Now whenever in time I execute f() I get the same datetime A (which is wrong according to what I expect), but whenever in time I execute f(datetime.datetime.now()) I get different datetimes (which is correct as expected).

For example

>>> f()
time.struct_time(tm_year=2015, tm_mon=6, tm_mday=20, tm_hour=15, tm_min=36, tm_sec=2, tm_wday=5, tm_yday=171, tm_isdst=-1)
>>> f()
time.struct_time(tm_year=2015, tm_mon=6, tm_mday=20, tm_hour=15, tm_min=36, tm_sec=2, tm_wday=5, tm_yday=171, tm_isdst=-1)
>>> f(datetime.datetime.now())
time.struct_time(tm_year=2015, tm_mon=6, tm_mday=20, tm_hour=15, tm_min=37, tm_sec=1, tm_wday=5, tm_yday=171, tm_isdst=-1)
>>> f()
time.struct_time(tm_year=2015, tm_mon=6, tm_mday=20, tm_hour=15, tm_min=36, tm_sec=2, tm_wday=5, tm_yday=171, tm_isdst=-1)

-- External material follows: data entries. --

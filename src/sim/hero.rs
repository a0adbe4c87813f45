//! The hero: level curves, equipment-derived stats, damage intake
//!
//! Enemy vitals are derived from the hero baseline at the enemy's level, so
//! the curves here double as the global difficulty curve.

use std::collections::BTreeMap;

use glam::Vec2;
use serde::{Deserialize, Serialize};

use super::collision::Circle;
use super::disc::DiscId;
use super::items::{Armor, ArmorType, Item, Weapon, WeaponType, generate_armor, generate_weapon};
use super::state::{GameState, SoundKey, play_sound};
use crate::consts::*;

/// Damage of one full-strength hero shot at `level`
pub fn hero_damage_at_level(level: u32) -> f32 {
    HERO_BASE_DAMAGE * HERO_DAMAGE_GROWTH.powi(level as i32)
}

pub fn hero_attacks_per_second_at_level(level: u32) -> f32 {
    HERO_BASE_ATTACKS_PER_SECOND + HERO_ATTACK_SPEED_PER_LEVEL * level as f32
}

pub fn hero_max_life_at_level(level: u32) -> f32 {
    HERO_BASE_LIFE * HERO_LIFE_GROWTH.powi(level as i32)
}

/// Experience needed to advance from `level` to `level + 1`
pub fn experience_for_level(level: u32) -> u64 {
    (10.0 * BASE_XP * XP_GROWTH.powi(level as i32)).ceil() as u64
}

/// Experience for defeating an enemy, reduced when the hero outlevels it
pub fn experience_reward(enemy_level: u32, hero_level: u32, experience_factor: f32) -> u64 {
    let penalty = ((hero_level as f64 - enemy_level as f64) * 0.1).clamp(0.0, 1.0);
    (BASE_XP * XP_GROWTH.powi(enemy_level as i32) * f64::from(experience_factor) * (1.0 - penalty)).ceil()
        as u64
}

/// Proficiency experience needed to advance from `level` to `level + 1`
pub fn proficiency_for_level(level: u32) -> u64 {
    (50.0 * 1.25f32.powi(level as i32)).ceil() as u64
}

/// Stat bonus per proficiency level
pub const PROFICIENCY_BONUS: f32 = 0.02;

/// Armor mitigation with a 10% floor
///
/// Returns `max(ceil(d/10), ceil(d²/(d + a)))`, or `d` unchanged without armor.
pub fn apply_armor_to_damage(damage: f32, armor: f32) -> f32 {
    if armor <= 0.0 || damage <= 0.0 {
        return damage;
    }
    let floor = (damage / 10.0).ceil();
    let mitigated = (damage * damage / (damage + armor)).ceil();
    floor.max(mitigated)
}

/// Equipment a proficiency is tracked for
#[derive(Debug, Clone, Copy, PartialEq, Eq, PartialOrd, Ord, Serialize, Deserialize)]
pub enum ProficiencyKey {
    Weapon(WeaponType),
    Armor(ArmorType),
}

#[derive(Debug, Clone, Copy, Default, PartialEq, Eq, Serialize, Deserialize)]
pub struct Proficiency {
    pub level: u32,
    pub experience: u64,
}

impl Proficiency {
    /// Add experience; returns levels gained
    pub fn add_experience(&mut self, experience: u64) -> u32 {
        self.experience += experience;
        let mut gained = 0;
        while self.experience >= proficiency_for_level(self.level) {
            self.experience -= proficiency_for_level(self.level);
            self.level += 1;
            gained += 1;
        }
        gained
    }

    pub fn bonus(&self) -> f32 {
        1.0 + PROFICIENCY_BONUS * self.level as f32
    }
}

/// Burst-damage window for the hero damage cap
#[derive(Debug, Clone, Copy, PartialEq)]
pub struct DamageWindow {
    pub start_tick: u64,
    pub cap: f32,
    pub taken: f32,
}

#[derive(Debug, Clone)]
pub struct Hero {
    pub level: u32,
    /// Experience toward the next level
    pub experience: u64,
    pub pos: Vec2,
    pub radius: f32,
    pub life: f32,
    /// Facing/aim angle (radians)
    pub theta: f32,
    pub disc: Option<DiscId>,
    pub weapon: Weapon,
    pub armor: Armor,
    pub inventory: Vec<Item>,
    pub coins: u64,
    pub proficiencies: BTreeMap<ProficiencyKey, Proficiency>,
    /// Accumulated charge (0..=MAX_CHARGE)
    pub charge: f32,
    /// Current attack cycle is charged
    pub charged_attack: bool,
    /// Milliseconds into the current attack cycle
    pub attack_time: f32,
    pub damage_window: Option<DamageWindow>,
}

impl Default for Hero {
    fn default() -> Self {
        Self::new(1)
    }
}

impl Hero {
    pub fn new(level: u32) -> Self {
        let mut hero = Self {
            level,
            experience: 0,
            pos: Vec2::ZERO,
            radius: HERO_RADIUS,
            life: 0.0,
            theta: 0.0,
            disc: None,
            weapon: generate_weapon(WeaponType::Bow, level, &[]),
            armor: generate_armor(ArmorType::Cloth, level, &[]),
            inventory: Vec::new(),
            coins: 0,
            proficiencies: BTreeMap::new(),
            charge: 0.0,
            charged_attack: false,
            attack_time: 0.0,
            damage_window: None,
        };
        hero.life = hero.max_life();
        hero
    }

    pub fn proficiency(&self, key: ProficiencyKey) -> Proficiency {
        self.proficiencies.get(&key).copied().unwrap_or_default()
    }

    pub fn max_life(&self) -> f32 {
        hero_max_life_at_level(self.level) * self.armor.life_multiplier()
    }

    pub fn armor_value(&self) -> f32 {
        self.armor.armor() * self.proficiency(ProficiencyKey::Armor(self.armor.kind)).bonus()
    }

    pub fn speed(&self) -> f32 {
        HERO_SPEED * self.armor.kind.speed_factor()
    }

    /// Damage of a full-strength shot, including proficiency and charge
    pub fn shot_damage(&self) -> f32 {
        let proficiency = self.proficiency(ProficiencyKey::Weapon(self.weapon.kind)).bonus();
        let charged = if self.charged_attack {
            CHARGED_DAMAGE_MULTIPLIER
        } else {
            1.0
        };
        self.weapon.damage() * proficiency * charged
    }

    /// Length of one attack cycle in ms
    pub fn attack_cooldown(&self) -> f32 {
        let aps = hero_attacks_per_second_at_level(self.level) * self.weapon.kind.attack_speed_factor();
        1000.0 / aps
    }

    pub fn heal(&mut self, amount: f32) {
        self.life = (self.life + amount).min(self.max_life());
    }

    /// Add experience; level-ups heal to full. Returns levels gained.
    pub fn gain_experience(&mut self, experience: u64) -> u32 {
        self.experience += experience;
        let mut gained = 0;
        while self.experience >= experience_for_level(self.level) {
            self.experience -= experience_for_level(self.level);
            self.level += 1;
            gained += 1;
        }
        if gained > 0 {
            self.life = self.max_life();
            log::info!("Hero reached level {}", self.level);
        }
        gained
    }

    /// Experience for the currently equipped weapon and armor
    pub fn gain_proficiency(&mut self, experience: u64) {
        for key in [
            ProficiencyKey::Weapon(self.weapon.kind),
            ProficiencyKey::Armor(self.armor.kind),
        ] {
            self.proficiencies.entry(key).or_default().add_experience(experience);
        }
    }

    pub fn gain_charge(&mut self, amount: f32) {
        self.charge = (self.charge + amount).clamp(0.0, MAX_CHARGE);
    }

    /// Arm a charged attack if the meter is full; restarts the attack cycle
    pub fn activate_charge(&mut self) -> bool {
        if self.charge < MAX_CHARGE || self.charged_attack {
            return false;
        }
        self.charge = 0.0;
        self.charged_attack = true;
        self.attack_time = 0.0;
        true
    }

    /// Swap in a new weapon; returns the old one
    pub fn equip_weapon(&mut self, weapon: Weapon) -> Weapon {
        std::mem::replace(&mut self.weapon, weapon)
    }

    /// Swap in new armor, keeping life below the new maximum; returns the old armor
    pub fn equip_armor(&mut self, armor: Armor) -> Armor {
        let old = std::mem::replace(&mut self.armor, armor);
        self.life = self.life.min(self.max_life());
        old
    }

    /// Full heal and clear transient combat state
    pub fn respawn(&mut self, pos: Vec2) {
        self.pos = pos;
        self.disc = None;
        self.life = self.max_life();
        self.charge = 0.0;
        self.charged_attack = false;
        self.attack_time = 0.0;
        self.damage_window = None;
    }
}

impl Circle for Hero {
    fn center(&self) -> Vec2 {
        self.pos
    }

    fn radius(&self) -> f32 {
        self.radius
    }
}

/// Apply an enemy hit to the hero; returns the damage actually taken
///
/// Damage goes through armor and the difficulty multiplier, then the burst
/// cap: the first hit of an empty window fixes `min(max_life/2, 2·damage)` as
/// the most the hero can lose until the window closes.
pub fn damage_hero(state: &mut GameState, damage: f32) -> f32 {
    let multiplier = state.settings.difficulty.damage_multiplier();
    let now = state.time_ticks;
    let hero = &mut state.hero;
    let damage = apply_armor_to_damage(damage, hero.armor_value()) * multiplier;
    if damage <= 0.0 {
        return 0.0;
    }

    let window = match hero.damage_window {
        Some(window) if now < window.start_tick + HERO_DAMAGE_FRAME_COUNT => window,
        _ => DamageWindow {
            start_tick: now,
            cap: (hero.max_life() / 2.0).min(2.0 * damage),
            taken: 0.0,
        },
    };
    let applied = damage.min(window.cap - window.taken).max(0.0);
    hero.damage_window = Some(DamageWindow {
        taken: window.taken + applied,
        ..window
    });
    hero.life -= applied;
    if applied > 0.0 {
        play_sound(state, SoundKey::HeroHurt);
    }
    applied
}

/// One frame of a lingering effect on the hero
///
/// Burns skip armor and the burst cap; the per-frame slice is far below the
/// armor floor and would otherwise be rounded up to a full point.
pub fn burn_hero(state: &mut GameState, damage_per_second: f32) -> f32 {
    let multiplier = state.settings.difficulty.damage_multiplier();
    let damage = (damage_per_second * FRAME_SECONDS * multiplier).max(0.0);
    state.hero.life -= damage;
    damage
}

#[cfg(test)]
mod tests {
    use super::*;

    #[test]
    fn test_armor_floor() {
        assert_eq!(apply_armor_to_damage(100.0, 1000.0), 10.0);
        assert_eq!(apply_armor_to_damage(100.0, 0.0), 100.0);
        assert_eq!(apply_armor_to_damage(100.0, -5.0), 100.0);
        // 100²/(100+100) = 50
        assert_eq!(apply_armor_to_damage(100.0, 100.0), 50.0);
        // Rounds up
        assert_eq!(apply_armor_to_damage(10.0, 1.0), 10.0);
    }

    #[test]
    fn test_level_curves() {
        assert!((hero_damage_at_level(0) - 8.0).abs() < 1e-6);
        assert!((hero_damage_at_level(2) - 8.0 * 1.3225).abs() < 1e-4);
        assert!((hero_attacks_per_second_at_level(10) - 1.7).abs() < 1e-6);
        assert!((hero_max_life_at_level(1) - 115.0).abs() < 1e-3);
        assert_eq!(experience_for_level(0), 50);
        assert_eq!(experience_for_level(1), 60);
        assert_eq!(proficiency_for_level(0), 50);
        assert_eq!(proficiency_for_level(2), 79);
    }

    #[test]
    fn test_experience_reward_penalty() {
        let full = (BASE_XP * XP_GROWTH.powi(10) * 2.0).ceil() as u64;
        assert_eq!(experience_reward(10, 1, 2.0), full);
        assert_eq!(experience_reward(10, 10, 2.0), full);
        // Five levels above: half reward
        let half = (BASE_XP * XP_GROWTH.powi(10) * 2.0 * 0.5).ceil() as u64;
        assert_eq!(experience_reward(10, 15, 2.0), half);
        assert_eq!(experience_reward(10, 40, 2.0), 0);
    }

    #[test]
    fn test_level_up_heals() {
        let mut hero = Hero::new(1);
        hero.life = 1.0;
        let gained = hero.gain_experience(65);
        assert_eq!(gained, 1);
        assert_eq!(hero.level, 2);
        assert_eq!(hero.experience, 5);
        assert_eq!(hero.life, hero.max_life());
    }

    #[test]
    fn test_proficiency_bonus_scales_damage() {
        let mut hero = Hero::new(3);
        let base = hero.shot_damage();
        hero.gain_proficiency(proficiency_for_level(0) + proficiency_for_level(1));
        let key = ProficiencyKey::Weapon(hero.weapon.kind);
        assert_eq!(hero.proficiency(key).level, 2);
        assert!((hero.shot_damage() / base - 1.04).abs() < 1e-5);
    }

    #[test]
    fn test_charge_caps_and_activates() {
        let mut hero = Hero::new(1);
        assert!(!hero.activate_charge());
        hero.gain_charge(0.7);
        hero.gain_charge(0.7);
        assert_eq!(hero.charge, MAX_CHARGE);
        hero.attack_time = 300.0;
        let base = hero.shot_damage();
        assert!(hero.activate_charge());
        assert_eq!(hero.charge, 0.0);
        assert_eq!(hero.attack_time, 0.0);
        assert!((hero.shot_damage() / base - CHARGED_DAMAGE_MULTIPLIER).abs() < 1e-5);
    }

    #[test]
    fn test_damage_cap_within_window() {
        let mut state = GameState::new(1);
        let max_life = state.hero.max_life();
        state.hero.life = max_life;
        let armor = state.hero.armor_value();
        let multiplier = state.settings.difficulty.damage_multiplier();

        let first = damage_hero(&mut state, 10.0);
        let expected_first = apply_armor_to_damage(10.0, armor) * multiplier;
        assert!((first - expected_first).abs() < 1e-4);

        // Cap is 2x the first hit; a huge follow-up only fills the remainder
        let second = damage_hero(&mut state, 10_000.0);
        let cap = (max_life / 2.0).min(2.0 * expected_first);
        assert!((first + second - cap).abs() < 1e-3);
        assert_eq!(damage_hero(&mut state, 10_000.0), 0.0);

        // After the window closes the next hit opens a fresh one
        state.time_ticks += HERO_DAMAGE_FRAME_COUNT;
        assert!(damage_hero(&mut state, 10.0) > 0.0);
        assert!(state.sounds.contains(&SoundKey::HeroHurt));
    }

    #[test]
    fn test_damage_cap_never_exceeds_half_life() {
        let mut state = GameState::new(1);
        let max_life = state.hero.max_life();
        state.hero.life = max_life;
        let taken = damage_hero(&mut state, 1_000_000.0);
        assert!(taken <= max_life / 2.0 + 1e-3);
        assert!(state.hero.life > 0.0);
    }

    #[test]
    fn test_burn_ignores_armor_floor() {
        let mut state = GameState::new(1);
        let life = state.hero.max_life();
        state.hero.life = life;
        let multiplier = state.settings.difficulty.damage_multiplier();
        for _ in 0..50 {
            burn_hero(&mut state, 10.0);
        }
        // One second at 10 dps
        assert!((life - state.hero.life - 10.0 * multiplier).abs() < 1e-3);
    }
}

So why the fourth call returns me back to min 36 and sec 2 while the call was made before that? Why the first two calls give the same exact time even if I let plenty of time between them?

6
  • Get rid of the extra parentheses in the function definition... you're calling the method at definition time. Commented Jun 20, 2015 at 21:03
  • which one is redundant ? Commented Jun 20, 2015 at 21:11
  • Really? There's only one pair you can remove without a syntax error... Commented Jun 20, 2015 at 21:36
  • removing the first and calling f() gives me an Attribute error, removing the second and calling f() returns just the object. In any case by removing the parentheses I do not get the desired result which is an output when calling f(), not to mention getting the correct output. I do not thing the problem is in the parentheses. Commented Jun 20, 2015 at 21:47
  • You need to move the calling parentheses from the definition line into the function body. Commented Jun 20, 2015 at 21:50

4 Answers 4

2

As mentioned by flask, the default value is evaluated when the function is parsed, so it will be set to one time.

The typical solution to this, is to not have the default a mutable value. You can do the followings:

def f(t=None):
    if not t:
        t = datetime.datetime.now()
    return t.timetuple()

BTW, for the readers' benefit, you should try to use meaningful method and variable names.

Sign up to request clarification or add additional context in comments.

4 Comments

... it is dlask no flask. I can't edit that ( 6 char min for edit)
@pebox11 You've accepted this as an answer, but this doesn't answer your question - this is not passing a function as a parameter.
I think an optional argument is a parameter. I am sorry if I confused you.
You should generally test None by identity; if t is None:
1

You can prevent the function from being evaluated by assigning the function when loading it into your second function.

import datetime

def f(t = datetime.datetime.now()):
    return t.timetuple()

def main(ff=f):
    print ff
    print ff()

>>> main()
<function f at 0x10a4e6938>
time.struct_time(tm_year=2015, tm_mon=6, tm_mday=20, tm_hour=15, tm_min=39, tm_sec=28, tm_wday=5, tm_yday=171, tm_isdst=-1)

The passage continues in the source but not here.